* What is being asked
From the first record to the last, write out each one exactly.

* Provided records
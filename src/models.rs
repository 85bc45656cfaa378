//! Data models shared by the pipelines.
//!
//! - [`Strategy`]: where keyword text comes from (page content or URL slug)
//! - [`Document`]: one article's text, ready for keyword extraction
//! - [`ClickSummary`]: a Bitly link with its click count and edition
//! - [`KeywordCounts`], [`CountryMetrics`]: the aggregated outputs

use serde::{Deserialize, Serialize};
use std::collections::BTreeMap;
use std::fmt;

/// Keyword (or domain) → number of occurrences.
pub type KeywordCounts = BTreeMap<String, u64>;

/// Country name → share of clicks, rounded to two decimals and kept as a
/// string (`"41.27"`).
pub type CountryMetrics = BTreeMap<String, String>;

/// Text source for keyword extraction.
#[derive(Clone, Copy, Debug, Deserialize, Serialize, PartialEq, Eq, Hash)]
#[serde(rename_all = "lowercase")]
pub enum Strategy {
    /// Visible text of the article page.
    Content,
    /// The trailing slug of the article URL.
    Url,
}

impl Strategy {
    /// Stable name used in output file names.
    pub fn name(&self) -> &'static str {
        match self {
            Strategy::Content => "content_extractor",
            Strategy::Url => "url_extractor",
        }
    }
}

impl fmt::Display for Strategy {
    fn fmt(&self, f: &mut fmt::Formatter<'_>) -> fmt::Result {
        f.write_str(self.name())
    }
}

/// An article's extracted text.
#[derive(Debug, Clone)]
pub struct Document {
    /// The article URL the text came from.
    pub url: String,
    pub text: String,
    /// Number of times the article was shared; each share counts its
    /// keywords once more.
    pub shares: u64,
}

/// A shortened link with its 30 day click total.
///
/// Serialized as-is into `top3_links.json`.
#[derive(Debug, Clone, Deserialize, Serialize, PartialEq, Eq)]
pub struct ClickSummary {
    pub bitly_id: String,
    pub short_link: String,
    pub long_link: String,
    pub title: String,
    pub click_count: u64,
    /// Newsletter edition, taken from the link's first tag.
    pub edition: String,
}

* Reply
filename src/models.rs
repository 85bc45656cfaa378
//! Data models shared by the pipelines.
//!
//! - [`Strategy`]: where keyword text comes from (page content or URL slug)
//! - [`Document`]: one article's text, ready for keyword extraction
//! - [`ClickSummary`]: a Bitly link with its click count and edition
//! - [`KeywordCounts`], [`CountryMetrics`]: the aggregated outputs

use serde::{Deserialize, Serialize};
use std::collections::BTreeMap;
use std::fmt;

/// Keyword (or domain) → number of occurrences.
pub type KeywordCounts = BTreeMap<String, u64>;

/// Country name → share of clicks, rounded to two decimals and kept as a
/// string (`"41.27"`).
pub type CountryMetrics = BTreeMap<String, String>;

/// Text source for keyword extraction.
#[derive(Clone, Copy, Debug, Deserialize, Serialize, PartialEq, Eq, Hash)]
#[serde(rename_all = "lowercase")]
pub enum Strategy {
    /// Visible text of the article page.
    Content,
    /// The trailing slug of the article URL.
    Url,
}

impl Strategy {
    /// Stable name used in output file names.
    pub fn name(&self) -> &'static str {
        match self {
            Strategy::Content => "content_extractor",
            Strategy::Url => "url_extractor",
        }
    }
}

impl fmt::Display for Strategy {
    fn fmt(&self, f: &mut fmt::Formatter<'_>) -> fmt::Result {
        f.write_str(self.name())
    }
}

/// An article's extracted text.
#[derive(Debug, Clone)]
pub struct Document {
    /// The article URL the text came from.
    pub url: String,
    pub text: String,
    /// Number of times the article was shared; each share counts its
    /// keywords once more.
    pub shares: u64,
}

/// A shortened link with its 30 day click total.
///
/// Serialized as-is into `top3_links.json`.
#[derive(Debug, Clone, Deserialize, Serialize, PartialEq, Eq)]
pub struct ClickSummary {
    pub bitly_id: String,
    pub short_link: String,
    pub long_link: String,
    pub title: String,
    pub click_count: u64,
    /// Newsletter edition, taken from the link's first tag.
    pub edition: String,
}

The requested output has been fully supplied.